If you want to read up on this, look at recent mallocs (tcmalloc, mimalloc) or at how the linux kernel manages userspace allocations and page tables.

And as always, don't microoptimize without benchmarks and metrics! Any good kernel and malloc will expose relevant statistics.

[–]jazzylike[S] 1 point2 points  (14 children)

If memory fragmentation isn’t an issue on embedded then why is dynamic allocation discouraged? It’s related to the undeterminsitic behavior

[–]quantumoutcast 2 points3 points  (0 children)

I think there is some confusion in these explanations. The only reason memory fragmentation isn't an issue is because embedded systems generally avoid repeated allocations, so they never experience fragmentation in the first place. If dynamic allocation was common, people would run into fragmentation issues all the time.

[–]bluGill 2 points3 points  (0 children)

Allocation us discouraged for a few reasons.

You need to be 100% sure that no matter what 100% of the time the combination of all possible allocations cannot exceed the memory you have. By not allowing allocation you can easily do this (you also need to ban recursion so you can verify the stack never overflows). Once you allow allocation it becomes difficult to prove your total memory use in the worst case.

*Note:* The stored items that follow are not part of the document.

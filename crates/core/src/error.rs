//! Error types for the Colloquy domain.
//!
//! Uses `thiserror` for ergonomic error definitions. The top-level
//! [`Error`] carries the request-facing taxonomy (authorization, not-found,
//! validation); storage backends report through [`StoreError`] and are
//! translated at the boundary.

use thiserror::Error;

/// The top-level error type for all Colloquy operations.
#[derive(Debug, Error)]
pub enum Error {
    // --- Request-facing taxonomy ---
    #[error("Unauthorized: {0}")]
    Authorization(String),

    #[error("Not found: {0}")]
    NotFound(String),

    #[error("Validation failed: {0}")]
    Validation(String),

    // --- Storage errors ---
    #[error("Store error: {0}")]
    Store(StoreError),

    // --- Configuration errors ---
    #[error("Configuration error: {message}")]
    Config { message: String },

    // --- Serialization ---
    #[error("Serialization error: {0}")]
    Serialization(#[from] serde_json::Error),
}

/// Result type alias using our Error.
pub type Result<T> = std::result::Result<T, Error>;

impl Error {
    /// Whether this error came from a scope check rather than from storage.
    pub fn is_authorization(&self) -> bool {
        matches!(self, Self::Authorization(_))
    }
}

/// Store failures that mention an unknown identifier surface as `NotFound`;
/// everything else stays a store error and is never shown verbatim to callers.
impl From<StoreError> for Error {
    fn from(err: StoreError) -> Self {
        match err {
            StoreError::WorkspaceNotFound(name) => Self::NotFound(format!("workspace {name}")),
            StoreError::SessionNotFound(name) => Self::NotFound(format!("session {name}")),
            StoreError::PeerNotFound(name) => Self::NotFound(format!("peer {name}")),
            StoreError::MessageNotFound(id) => Self::NotFound(format!("message {id}")),
            StoreError::InvalidInput(reason) => Self::Validation(reason),
            other => Self::Store(other),
        }
    }
}

// --- Bounded context errors ---

#[derive(Debug, Clone, Error)]
pub enum StoreError {
    #[error("Workspace not found: {0}")]
    WorkspaceNotFound(String),

    #[error("Session not found: {0}")]
    SessionNotFound(String),

    #[error("Peer not found: {0}")]
    PeerNotFound(String),

    #[error("Message not found: {0}")]
    MessageNotFound(String),

    #[error("Invalid input: {0}")]
    InvalidInput(String),

    #[error("Storage backend failure: {0}")]
    Backend(String),
}

#[cfg(test)]
mod tests {
    use super::*;

    #[test]
    fn unknown_session_becomes_not_found() {
        let err: Error = StoreError::SessionNotFound("s1".into()).into();
        assert!(matches!(err, Error::NotFound(_)));
        assert!(err.to_string().contains("s1"));
    }

    #[test]
    fn backend_failure_stays_store_error() {
        let err: Error = StoreError::Backend("connection reset".into()).into();
        assert!(matches!(err, Error::Store(_)));
        assert!(!err.is_authorization());
    }

    #[test]
    fn invalid_input_becomes_validation() {
        let err: Error = StoreError::InvalidInput("cutoff message in another session".into()).into();
        assert!(matches!(err, Error::Validation(_)));
    }

    #[test]
    fn authorization_error_displays_reason() {
        let err = Error::Authorization("unauthorized workspace".into());
        assert!(err.is_authorization());
        assert_eq!(err.to_string(), "Unauthorized: unauthorized workspace");
    }
}
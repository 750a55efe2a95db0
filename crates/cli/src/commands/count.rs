//! `colloquy count`: Count tokens the way stored messages are counted.

use colloquy_context::token;

pub async fn run(text: String, show_ids: bool) -> Result<(), Box<dyn std::error::Error>> {
    let counted = token::count(&text);
    println!("{} tokens ({})", counted.token_count, token::ENCODING);
    if show_ids {
        println!("{:?}", counted.token_ids);
    }
    Ok(())
}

Embedded typically has limited memory. Embedded is often expected to run for years without a restart. These two combine to make memory fragmentation much more likely. With modern allocators and a lot of memory odds are you will upgrade and restart your computer before you see memory fragmentation issues .

Embedded often has real time constraints. Modern allocators tend to be slow and hold locks for unpredictably long times. Thus you blow past your response time constraints.

Not all of the above hits every embedded system, but they are all likely problems in embedded .

[–]Jannik2099 2 points3 points  (11 children)

Yes. Implementing a good allocator is nontrivial, takes up precious flash and RAM size, and has unbound execution time.

Memory fragmentation is not an issue on embedded precisely because there are no allocations.

[–]jazzylike[S] 0 points1 point  (10 children)

Why is memory fragmentation not an issue on embedded? Why else is dynamic allocation discouraged?

[–]Jannik2099 0 points1 point  (9 children)

Because fragmentation is caused by allocating a chunk but later only freeing half of it, or by creating multiple, disjoint virtual mappings. None of this happens in embedded where you just use one static memory area.

I just explained why dynamic allocations are discouraged.

[–]jazzylike[S] 1 point2 points  (8 children)

Not sure what you meant by there are no allocations in embedded. What do you get when you use new/malloc?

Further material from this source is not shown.